Elle est la digne Mère de Dieu, Mère de Jésus notre Sauveur, étroitement associée à lui dans l'oeuvre de notre Rédemption. Elle est notre Mère aus­si puisque nous sommes membres du Corps Mystique du Christ. Elle est Immaculée, pure de tout péché et modèle de toutes les vertus, bien que sa vie ait été toute ordinaire dans ses aspects apparents.

Dans ces vérités et dans celles qui en découlent, nous avons quelque chose de solide et sûr qui nous remplit de respect et d'admiration tout en mainte­nant la prééminence du Christ dans le mystère de notre salut et de notre sanctification. Marie a reçu ces privilèges précisément pour la disposer à être la Mère du Christ et notre Mère aussi.

Il n'est pas nécessaire non plus d'avoir un di­plôme de théologie pour estimer à leur prix ces hautes vérités. Ce qu'il faut, c'est une Foi sim­plement et humainement ouverte à la Parole de Dieu.

 

Notre dévotion à Marie doit être théologique, dit le Père Abbé Général. Cela veut dire ceci : elle doit être inspirée et animée par Dieu. Elle doit avoir son origine en Dieu, et elle doit nous conduire plus loin à l'intérieur de la divinité. Je dis la divinité, parce que Dieu lui-même ne peut pas être exploré par nous ! Mais la nature divine à laquelle nous partici­pons peut très bien devenir l'objet d'une pénétration spirituelle de plus en plus grande.

Ce sera d'ailleurs notre immense bonheur lorsque nous verrons Dieu face à face, participant toujours davantage à sa nature, nous entrerons d'une certaine façon à l'intérieur de la divinité. Marie ne sera jamais un terme en soi. Elle ne se dressera pas comme un écran entre Dieu et nous. Non, elle s'efface.

La théologie Mariale est donc un portique qui nous introduit à une connaissance et à un amour toujours plus vrai de Dieu. Nous devrions essayer de retrouver la vigueur et la force percutante des mots. Théologique veut dire : qui partage la vie divine, qui est porté par Dieu. Comment notre dévotion Mariale sera-t-elle donc théologique ? Donc animée par Dieu ? Elle le sera de la chiquenaude initiale à son couronnement.

 

Voyons au départ ! Au départ, elle est entièrement dépendante de la Parole de Dieu qui la lance. C'est la Parole de Dieu seule qui nous dit qui est Marie : sa personnalité, sa mission, sa con­duite, la façon dont elle a été ouverture, accueil et réponse. Tout se trouve dans l'Ecriture, tout nous est dit par Dieu lui-même. Marie ne se présente pas par elle-même ? Non, elle est présentée par Dieu. Et c'est ce qui est pour nous une base inébran­lable lorsque nous voulons nous approcher d'elle.  
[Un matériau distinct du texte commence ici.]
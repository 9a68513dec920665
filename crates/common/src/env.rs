// Hookscope - Live Trace Monitor for Binder Daemons
// Copyright (C) 2024 Zhuo Zhang and Wuqi Zhang
//
// This program is free software: you can redistribute it and/or modify
// it under the terms of the GNU Affero General Public License as published by
// the Free Software Foundation, either version 3 of the License, or
// (at your option) any later version.
//
// This program is distributed in the hope that it will be useful,
// but WITHOUT ANY WARRANTY; without even the implied warranty of
// MERCHANTABILITY or FITNESS FOR A PARTICULAR PURPOSE. See the
// GNU Affero General Public License for more details.
//
// You should have received a copy of the GNU Affero General Public License
// along with this program. If not, see <https://www.gnu.org/licenses/>.

//! Environment variable name constants for Hookscope configuration.
//!
//! These constants are the single source of truth for the environment
//! variables read by the binary and the logging setup.
//!
//! # Environment Variables
//!
//! - [`HOOKSCOPE_HOST`] - Default `host:port` of the binder daemon
//! - [`HOOKSCOPE_TOKEN`] - Default access token sent when connecting
//! - [`HOOKSCOPE_LOG_DIR`] - Overrides the directory used for log files

/// Environment variable holding the `host:port` of the daemon to monitor.
///
/// Used as a fallback by the `--host` command line flag.
///
/// ```bash
/// HOOKSCOPE_HOST=localhost:1234 hookscope apis
/// ```
pub const HOOKSCOPE_HOST: &str = "HOOKSCOPE_HOST";

/// Environment variable holding the access token.
///
/// The token is opaque to Hookscope and forwarded as-is in the connection URL.
pub const HOOKSCOPE_TOKEN: &str = "HOOKSCOPE_TOKEN";

/// Environment variable overriding the log directory.
///
/// When unset, logs go to `<temp>/hookscope-logs/<component>`.
pub const HOOKSCOPE_LOG_DIR: &str = "HOOKSCOPE_LOG_DIR";
/// Confirmed, displayed and pending verbosity levels
///
/// Displayed levels only ever come from the daemon. A level the operator
/// asked for stays pending until the read that follows the write settles.
#[derive(Debug, Clone, Default)]
pub struct VerbosityState {
    confirmed: BTreeMap<VerbosityTarget, VerbosityLevel>,
    displayed: BTreeMap<VerbosityTarget, VerbosityLevel>,
    pending: BTreeMap<VerbosityTarget, VerbosityLevel>,
    inhibitor: Inhibitor,
}

impl VerbosityState {
    /// Create an empty state
    pub fn new() -> Self {
        Self::default()
    }

    /// Last level the daemon reported for `target`
    pub fn confirmed(&self, target: &VerbosityTarget) -> Option<VerbosityLevel> {
        self.confirmed.get(target).copied()
    }

    /// Level currently displayed for `target`
    pub fn displayed(&self, target: &VerbosityTarget) -> Option<VerbosityLevel> {
        self.displayed.get(target).copied()
    }

    /// Level requested for `target` and not yet settled
    pub fn pending(&self, target: &VerbosityTarget) -> Option<VerbosityLevel> {
        self.pending.get(target).copied()
    }

    /// Every confirmed level
    pub fn confirmed_levels(&self) -> &BTreeMap<VerbosityTarget, VerbosityLevel> {
        &self.confirmed
    }

    /// The guard held while confirmed values are applied
    pub fn inhibitor(&self) -> &Inhibitor {
        &self.inhibitor
    }

    /// Record a selection
    ///
    /// While the inhibitor is held the selection comes from applying daemon
    /// values: it is displayed and no command is returned, so it never
    /// echoes back as a write. Otherwise the level becomes pending and the
    /// command to send is returned; the displayed level is left alone.
    pub fn select(
        &mut self,
        target: VerbosityTarget,
        level: VerbosityLevel,
    ) -> Option<VerbosityCommand> {
        if self.inhibitor.is_held() {
            debug!(%target, %level, "Selection applied without command");
            self.displayed.insert(target, level);
            return None;
        }
        self.pending.insert(target.clone(), level);
        Some(VerbosityCommand { target, level })
    }

    /// Forget the pending level of `target` once its round trip settled
    pub fn settle(&mut self, target: &VerbosityTarget) -> Option<VerbosityLevel> {
        self.pending.remove(target)
    }

    /// Apply the `verbosity` part of a `monitor/get` response
    ///
    /// Entries of `monitor_api` and undecodable levels are skipped. Returns
    /// the number of targets updated.
    pub fn apply_confirmed(&mut self, levels: &BTreeMap<String, Value>, monitor_api: &str) -> usize {
        let _guard = self.inhibitor.hold();
        let mut applied = 0;

        for (name, value) in levels {
            if name == monitor_api {
                continue;
            }
            let Some(level) = VerbosityLevel::from_reply_value(value) else {
                warn!(api = %name, %value, "Ignoring undecodable verbosity");
                continue;
            };
            let target = VerbosityTarget::from_wire_name(name);
            self.confirmed.insert(target.clone(), level);
            let echoed = self.select(target, level);
            debug_assert!(echoed.is_none());
            applied += 1;
        }

        applied
    }
}
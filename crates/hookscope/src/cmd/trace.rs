// Hookscope - Live Trace Monitor for Binder Daemons
// Copyright (C) 2024 Zhuo Zhang and Wuqi Zhang
//
// This program is free software: you can redistribute it and/or modify
// it under the terms of the GNU Affero General Public License as published by
// the Free Software Foundation, either version 3 of the License, or
// (at your option) any later version.
//
// This program is distributed in the hope that it will be useful,
// but WITHOUT ANY WARRANTY; without even the implied warranty of
// MERCHANTABILITY or FITNESS FOR A PARTICULAR PURPOSE. See the
// GNU Affero General Public License for more details.
//
// You should have received a copy of the GNU Affero General Public License
// along with this program. If not, see <https://www.gnu.org/licenses/>.

//! Trace command - select trace modes and stream the resulting events

use crate::console::Console;
use eyre::Result;
use hookscope_engine::{
    Classification, MonitorError, RenderDepths, Session, TraceMode, TraceTag, Transport,
};
use std::{fmt, future::Future, io::Write, str::FromStr};

/// Mode used when a selection names no mode
pub const DEFAULT_SELECTION_MODE: &str = "common";

/// One `<api-or-*>/<category>[=<mode>]` argument
#[derive(Debug, Clone, PartialEq, Eq)]
pub struct TraceSelection {
    /// Subscription slot
    pub tag: TraceTag,
    /// Requested mode, `no` to unsubscribe
    pub mode: TraceMode,
}

impl FromStr for TraceSelection {
    type Err = MonitorError;

    fn from_str(s: &str) -> Result<Self, Self::Err> {
        let (tag, mode) = s.split_once('=').unwrap_or((s, DEFAULT_SELECTION_MODE));
        Ok(Self { tag: tag.parse()?, mode: mode.parse()? })
    }
}

impl fmt::Display for TraceSelection {
    fn fmt(&self, f: &mut fmt::Formatter<'_>) -> fmt::Result {
        write!(f, "{}={}", self.tag, self.mode)
    }
}

/// Apply every selection in order
///
/// A rejected selection is reported on `out` and does not stop the ones
/// after it. Returns the number of selections that failed.
pub async fn apply_selections<T: Transport>(
    session: &mut Session<T>,
    selections: &[TraceSelection],
    console: &Console,
    out: &mut impl Write,
) -> Result<usize> {
    let mut failed = 0;
    for selection in selections {
        if let Err(e) = session.select_trace(selection.tag.clone(), selection.mode.clone()).await {
            failed += 1;
            writeln!(out, "{}", console.error(&format!("trace {selection}: {e}")))?;
        }
    }
    for tag in session.traces().drifted() {
        tracing::warn!(%tag, "Displayed trace mode differs from the daemon's");
    }
    Ok(failed)
}

/// Print trace events until `shutdown` resolves or the channel closes
///
/// Returns the number of trace events printed.
pub async fn stream_events<T: Transport>(
    session: &mut Session<T>,
    console: &Console,
    depths: RenderDepths,
    out: &mut impl Write,
    shutdown: impl Future<Output = ()>,
) -> Result<usize> {
    tokio::pin!(shutdown);
    let mut printed = 0;

    loop {
        let classification = tokio::select! {
            biased;
            _ = &mut shutdown => {
                tracing::info!("Stopping trace stream");
                break;
            }
            next = session.next_event() => match next {
                Some(classification) => classification,
                None => {
                    writeln!(out, "{}", console.error("connection closed"))?;
                    break;
                }
            },
        };

        match classification {
            Classification::Trace(event) => {
                write!(out, "{}", console.trace_event(&event, depths))?;
                printed += 1;
            }
            Classification::Unexpected(push) => {
                writeln!(out, "{}", console.error(&format!("unexpected event {}", push.event)))?;
            }
            Classification::Malformed(reason) => {
                writeln!(out, "{}", console.error(&format!("malformed trace event: {reason}")))?;
            }
            Classification::Suppressed(_) => {}
        }
        out.flush()?;
    }

    Ok(printed)
}

#[cfg(test)]
mod tests {
    use super::*;
    use crate::config::StyleConfig;
    use hookscope_engine::{
        test_utils::{mock_transport, trace_push, FakeDaemon},
        PushEvent, SessionConfig,
    };
    use serde_json::json;

    fn console() -> Console {
        Console::new(&StyleConfig::default(), false, false)
    }

    #[test]
    fn test_parse_selection() {
        let selection: TraceSelection = "calc/request=all".parse().unwrap();
        assert_eq!(selection.to_string(), "calc/request=all");

        let defaulted: TraceSelection = "*/event".parse().unwrap();
        assert_eq!(defaulted.mode.as_str(), DEFAULT_SELECTION_MODE);

        assert!(matches!(
            "calc/bogus=all".parse::<TraceSelection>(),
            Err(MonitorError::InvalidTag(_))
        ));
        assert!(matches!(
            "calc/request=Loud".parse::<TraceSelection>(),
            Err(MonitorError::InvalidMode(_))
        ));
    }

    #[tokio::test]
    async fn test_failed_selection_does_not_stop_others() {
        let (transport, events, handle) = mock_transport(FakeDaemon::calc());
        let mut session = Session::open(transport, events, SessionConfig::default()).await;
        let selections: Vec<TraceSelection> = ["calc/request=common", "calc/event=extra"]
            .iter()
            .map(|s| s.parse().unwrap())
            .collect();

        handle.daemon().set_failing("monitor/trace");
        let mut out = Vec::new();
        let failed = apply_selections(&mut session, &selections, &console(), &mut out)
            .await
            .unwrap();
        assert_eq!(failed, 2);
        assert_eq!(String::from_utf8(out).unwrap().lines().count(), 2);

        handle.daemon().recover("monitor/trace");
        let failed = apply_selections(&mut session, &selections, &console(), &mut Vec::new())
            .await
            .unwrap();
        // displayed modes kept the first selection, so nothing is resent
        assert_eq!(failed, 0);
        assert!(handle.daemon().trace_tags().is_empty());
    }

    #[tokio::test]
    async fn test_stream_until_closed() {
        let (transport, events, handle) = mock_transport(FakeDaemon::calc());
        let mut session = Session::open(transport, events, SessionConfig::default()).await;

        handle.push(trace_push(json!({
            "time": "1.000002",
            "request": {"index": 1, "api": "calc", "verb": "add", "action": "begin"}
        })));
        handle.push(trace_push(json!({
            "time": "1.000003",
            "service": {"api": "monitor", "action": "call"}
        })));
        handle.push(PushEvent::from_message("calc/overflow".to_string(), json!(null)));
        handle.close();

        let mut out = Vec::new();
        let printed = stream_events(
            &mut session,
            &console(),
            RenderDepths::default(),
            &mut out,
            std::future::pending(),
        )
        .await
        .unwrap();

        assert_eq!(printed, 1);
        let text = String::from_utf8(out).unwrap();
        assert!(text.starts_with("1.000002 request  calc/add  [1] begin\n"));
        assert!(text.contains("unexpected event calc/overflow\n"));
        assert!(text.ends_with("connection closed\n"));
    }

    #[tokio::test]
    async fn test_stream_stops_on_shutdown() {
        let (transport, events, _handle) = mock_transport(FakeDaemon::calc());
        let mut session = Session::open(transport, events, SessionConfig::default()).await;

        let printed = stream_events(
            &mut session,
            &console(),
            RenderDepths::default(),
            &mut Vec::new(),
            async {},
        )
        .await
        .unwrap();
        assert_eq!(printed, 0);
    }
}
J'ai failli di­re : lorsque nous voulons réfléchir à elle. Mais alors, si j'emploie le terme réfléchir, c'est avec infi­niment de respect. Non pas que l'on objectiverait la personne de Marie, qu'on la traiterait comme un objet de réflexion, mais com­me on réfléchit, comme on revient sur une personne que l'on a ren­contré, que l'on aime, que l'on voudrait connaître d'avantage de façon à l'aimer toujours mieux.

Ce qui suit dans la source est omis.